How to parse and retrive specific portion from text file using Scala

kumarraj · November 29, 2017, 5:34pm

hi,
I am new to scala…
I am using scala spark dataframe and want to read a text file and retrive specific portion based on prefix and suffix delimiter or strings.

I have sample.txt and it contains,

76ydU First:
NAME=1
CLASS=2
MARK=3
;
7uuy6 SECOND:
NAME=1
CLASS=2
MARK=3
;
12ydU First:
NAME=1
CLASS=2
MARK=3
;

34ydU First:
NAME=1
CLASS=2
MARK=3
;

In the above file, I want to read only FIRST named values…Read between “FIRST:” to “;”.
If it is SECOND:, avoid and remove to read from “SECOND:” to “;”.

Finally, I want to convert FIRST values to csv file as,
NAME,CLASS,MARK.

I am not able to read properly…
please help on this,

thanks,
Kumar

Chris · November 29, 2017, 7:15pm

Hi Kumar,

unfortunately I don’t have a spark server running. But maybe the scala only implementation will give you a hint.

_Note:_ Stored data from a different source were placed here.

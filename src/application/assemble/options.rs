//! Assemble Options
//!
//! Configuration types for image assembly.

use std::collections::BTreeMap;
use std::path::PathBuf;

use crate::domain::entities::EntryPoint;
use crate::domain::value_objects::PackageName;

/// Published runtime image, under the output directory
pub const IMAGE_DIR: &str = "image";

/// Environment toggles baked into the image manifest
#[derive(Debug, Clone, Copy, PartialEq, Eq)]
pub struct EnvOptions {
    /// Run the interpreter with unbuffered stdout/stderr
    pub unbuffered: bool,
    /// Tell any installer invoked at runtime not to cache
    pub no_cache: bool,
}

impl Default for EnvOptions {
    fn default() -> Self {
        Self {
            unbuffered: true,
            no_cache: true,
        }
    }
}

impl EnvOptions {
    /// Environment variables the entry point is started with.
    pub fn variables(&self) -> BTreeMap<String, String> {
        let mut vars = BTreeMap::new();
        if self.unbuffered {
            vars.insert("PYTHONUNBUFFERED".to_string(), "1".to_string());
        }
        if self.no_cache {
            vars.insert("PIP_NO_CACHE_DIR".to_string(), "1".to_string());
        }
        vars
    }
}

/// Options for the assemble use case
#[derive(Debug, Clone)]
pub struct AssembleOptions {
    /// Recorded in the image manifest
    pub project_name: String,
    /// Source paths are resolved against this directory
    pub project_root: PathBuf,
    /// Source paths copied into `app/`, relative to the project root
    pub source_paths: Vec<PathBuf>,
    /// Build output directory holding `stage/`
    pub output_dir: PathBuf,
    /// Locked packages left out of the image
    pub tooling: Vec<PackageName>,
    pub entry: EntryPoint,
    pub env: EnvOptions,
}

impl AssembleOptions {
    pub fn new(project_root: impl Into<PathBuf>, output_dir: impl Into<PathBuf>) -> Self {
        Self {
            project_name: String::new(),
            project_root: project_root.into(),
            source_paths: vec![PathBuf::from("src")],
            output_dir: output_dir.into(),
            tooling: Vec::new(),
            entry: EntryPoint::default(),
            env: EnvOptions::default(),
        }
    }

    pub fn with_project_name(mut self, name: impl Into<String>) -> Self {
        self.project_name = name.into();
        self
    }

    pub fn with_source_paths(mut self, paths: Vec<PathBuf>) -> Self {
        self.source_paths = paths;
        self
    }

    pub fn with_tooling(mut self, tooling: Vec<PackageName>) -> Self {
        self.tooling = tooling;
        self
    }

    pub fn with_entry(mut self, entry: EntryPoint) -> Self {
        self.entry = entry;
        self
    }

    pub fn with_env(mut self, env: EnvOptions) -> Self {
        self.env = env;
        self
    }

    pub fn image_dir(&self) -> PathBuf {
        self.output_dir.join(IMAGE_DIR)
    }

    pub fn is_tooling(&self, name: &PackageName) -> bool {
        self.tooling.contains(name)
    }
}
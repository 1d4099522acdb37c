//! Assemble Use Case
//!
//! Orchestrates image assembly:
//! 1. Load the install record and check every source path exists
//! 2. Copy non-tooling package files into a temporary image directory
//! 3. Copy the source tree into `app/`, honoring ignore patterns
//! 4. Write `berth-image.toml` last
//! 5. Replace `<output>/image` with the temporary directory

use std::path::{Path, PathBuf};
use std::sync::atomic::{AtomicBool, Ordering};
use std::sync::Arc;

use tracing::{debug, info};

use crate::application::stage::{INSTALL_RECORD_FILE, STAGE_DIR};
use crate::domain::entities::{
    ImageManifest, ImagePackage, APP_DIR, IMAGE_MANIFEST_FILE, SITE_PACKAGES_DIR,
};
use crate::domain::ports::{
    BuildEvent, BuildEventSink, FileSystem, FsError, ImageManifestRepository,
    InstallRecordRepository, NoopEventSink, RecordError,
};
use crate::domain::value_objects::{IgnorePatterns, IGNORE_FILE_NAME};
use crate::error::{ArtifactCopyError, BerthError, BerthResult};

use super::options::AssembleOptions;
use super::result::AssembleResult;

/// Assemble use case - builds the runtime image
pub struct AssembleUseCase<RR, MR, FS>
where
    RR: InstallRecordRepository,
    MR: ImageManifestRepository,
    FS: FileSystem,
{
    record_repo: RR,
    manifest_repo: MR,
    file_system: FS,
    cancel: Arc<AtomicBool>,
}

impl<RR, MR, FS> AssembleUseCase<RR, MR, FS>
where
    RR: InstallRecordRepository,
    MR: ImageManifestRepository,
    FS: FileSystem,
{
    pub fn new(record_repo: RR, manifest_repo: MR, file_system: FS) -> Self {
        Self {
            record_repo,
            manifest_repo,
            file_system,
            cancel: Arc::new(AtomicBool::new(false)),
        }
    }

    /// Share a cancellation flag; it is checked between files.
    pub fn with_cancel_flag(mut self, cancel: Arc<AtomicBool>) -> Self {
        self.cancel = cancel;
        self
    }

    /// Execute the assemble use case
    pub fn execute(&self, options: &AssembleOptions) -> BerthResult<AssembleResult> {
        self.execute_with_events(options, Arc::new(NoopEventSink))
    }

    /// Execute the assemble use case with event reporting
    pub fn execute_with_events(
        &self,
        options: &AssembleOptions,
        event_sink: Arc<dyn BuildEventSink>,
    ) -> BerthResult<AssembleResult> {
        let stage_dir = options.output_dir.join(STAGE_DIR);
        let record_path = stage_dir.join(INSTALL_RECORD_FILE);
        let installed = self
            .record_repo
            .load(&record_path)
            .map_err(|e| match e {
                RecordError::NotFound => ArtifactCopyError::MissingArtifact {
                    artifact: "installed package set",
                    path: record_path.clone(),
                },
                RecordError::InvalidFormat(message) => ArtifactCopyError::CorruptArtifact {
                    artifact: "installed package set",
                    path: record_path.clone(),
                    message,
                },
                RecordError::Io(source) => ArtifactCopyError::CopyFailed {
                    path: record_path.clone(),
                    source,
                },
            })?;

        for source in &options.source_paths {
            if source.has_root() {
                return Err(BerthError::Config {
                    file: options.project_root.clone(),
                    message: format!(
                        "source path '{}' must be relative to the project root",
                        source.display()
                    ),
                });
            }
            let full = options.project_root.join(source);
            if !self.file_system.exists(&full) {
                return Err(ArtifactCopyError::MissingArtifact {
                    artifact: "source tree",
                    path: full,
                }
                .into());
            }
        }

        let ignore = IgnorePatterns::load(&options.project_root).map_err(|e| {
            BerthError::Config {
                file: options.project_root.join(IGNORE_FILE_NAME),
                message: e.to_string(),
            }
        })?;

        let image_dir = options.image_dir();
        event_sink.on_event(BuildEvent::AssembleStarted {
            image_dir: image_dir.clone(),
        });

        let staging = tempfile::Builder::new()
            .prefix(".image-")
            .tempdir_in(&options.output_dir)?;
        let site_dst = staging.path().join(SITE_PACKAGES_DIR);
        let app_dst = staging.path().join(APP_DIR);
        self.create_dir(&site_dst)?;
        self.create_dir(&app_dst)?;

        // Packages, driven by the install record rather than a directory scan
        let site_src = stage_dir.join(SITE_PACKAGES_DIR);
        let mut packages = Vec::new();
        let mut excluded = Vec::new();
        let mut package_file_count = 0;
        for package in installed.packages() {
            if options.is_tooling(package.name()) {
                debug!(package = %package.name(), "tooling excluded");
                event_sink.on_event(BuildEvent::ToolingExcluded {
                    name: package.name().clone(),
                });
                excluded.push(package.name().clone());
                continue;
            }
            for file in package.files() {
                self.check_cancelled()?;
                self.copy(&site_src.join(file), &site_dst.join(file))?;
            }
            package_file_count += package.files().len();
            packages.push(ImagePackage {
                name: package.name().clone(),
                version: package.version().to_string(),
            });
        }

        let source_file_count = self.copy_sources(options, &ignore, &app_dst)?;
        self.check_cancelled()?;

        let manifest = ImageManifest {
            project: options.project_name.clone(),
            entry: options.entry.clone(),
            env: options.env.variables(),
            packages,
            site_packages_digest: self.digest(&site_dst)?,
            app_digest: self.digest(&app_dst)?,
        };

        let manifest_path = staging.path().join(IMAGE_MANIFEST_FILE);
        self.manifest_repo
            .save(&manifest, &manifest_path)
            .map_err(|e| ArtifactCopyError::CopyFailed {
                path: manifest_path.clone(),
                source: match e {
                    RecordError::Io(source) => source,
                    other => std::io::Error::other(other.to_string()),
                },
            })?;

        self.file_system
            .remove_dir_all(&image_dir)
            .map_err(copy_failed)?;
        self.file_system
            .rename(staging.path(), &image_dir)
            .map_err(copy_failed)?;

        info!(
            image = %image_dir.display(),
            packages = manifest.packages.len(),
            excluded = excluded.len(),
            source_files = source_file_count,
            "image published"
        );
        event_sink.on_event(BuildEvent::AssembleCompleted {
            image_dir: image_dir.clone(),
            package_count: manifest.packages.len(),
            source_file_count,
        });

        Ok(AssembleResult {
            image_dir,
            manifest,
            excluded,
            source_file_count,
            package_file_count,
        })
    }

    /// Copy every configured source path under `app_dst`, keeping its
    /// project-relative location.
    fn copy_sources(
        &self,
        options: &AssembleOptions,
        ignore: &IgnorePatterns,
        app_dst: &Path,
    ) -> BerthResult<usize> {
        let mut copied = 0;
        for source in &options.source_paths {
            let full = options.project_root.join(source);

            let files: Vec<PathBuf> = if self.file_system.is_dir(&full) {
                self.file_system
                    .list_files(&full)
                    .map_err(copy_failed)?
                    .into_iter()
                    .map(|rel| source.join(rel))
                    .collect()
            } else {
                vec![source.clone()]
            };

            for rel in files {
                self.check_cancelled()?;
                let from = options.project_root.join(&rel);
                if from.starts_with(&options.output_dir) || ignore.is_ignored(&rel, false) {
                    continue;
                }
                self.copy(&from, &app_dst.join(&rel))?;
                copied += 1;
            }
        }
        Ok(copied)
    }

    fn copy(&self, from: &Path, to: &Path) -> BerthResult<()> {
        self.file_system
            .copy_file(from, to)
            .map_err(|e| copy_failed(e).into())
    }

    fn digest(&self, dir: &Path) -> BerthResult<crate::domain::value_objects::ContentHash> {
        self.file_system
            .tree_digest(dir)
            .map_err(|e| copy_failed(e).into())
    }

    fn create_dir(&self, path: &Path) -> BerthResult<()> {
        self.file_system
            .create_dir_all(path)
            .map_err(|e| copy_failed(e).into())
    }

    fn check_cancelled(&self) -> BerthResult<()> {
        if self.cancel.load(Ordering::SeqCst) {
            Err(BerthError::Cancelled)
        } else {
            Ok(())
        }
    }
}

fn copy_failed(err: FsError) -> ArtifactCopyError {
    ArtifactCopyError::CopyFailed {
        path: err.path().to_path_buf(),
        source: err.into_io(),
    }
}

// open the file (assuming test.txt is your filename)
val infile = new File("test.txt")
// open BufferedSource (scala.io)
val reader = new BufferedSource(new FileInputStream(filein))
reader
  .getLines // read line by line
  .grouped(5) // always 5 lines in a group
  .map(_.toVector) // map the packages to a vector
  .filter( vec => vec(0).contains("First")) // and filter it
  .foreach( vec => println(vec(1)+","+vec(2)+","+vec(3) )) // print it out

The output will be:
NAME=1,CLASS=2,MARK=3
NAME=1,CLASS=2,MARK=3
NAME=1,CLASS=2,MARK=3

Hope that helps.

Have fun
Chris

kumarraj · November 30, 2017, 7:01pm

Hi Chris,
thank you for the reply…
I need to omit or remove part of text file which starts SECOND: and ends “;”.
So, if line contains SECOND: , then remove from SECOND: to ;.

I need only FIRST: members (all three FIRST: to ; occurrences).
How can I do it in Scala.

Regards,
Kumar

kumarraj · December 2, 2017, 2:22pm

Hi,
how can I convert to comma seperated with delimiter "="
like NAME,1
CLASS,2… so all name comes as in one colum, all CLASS comes in seperate colum.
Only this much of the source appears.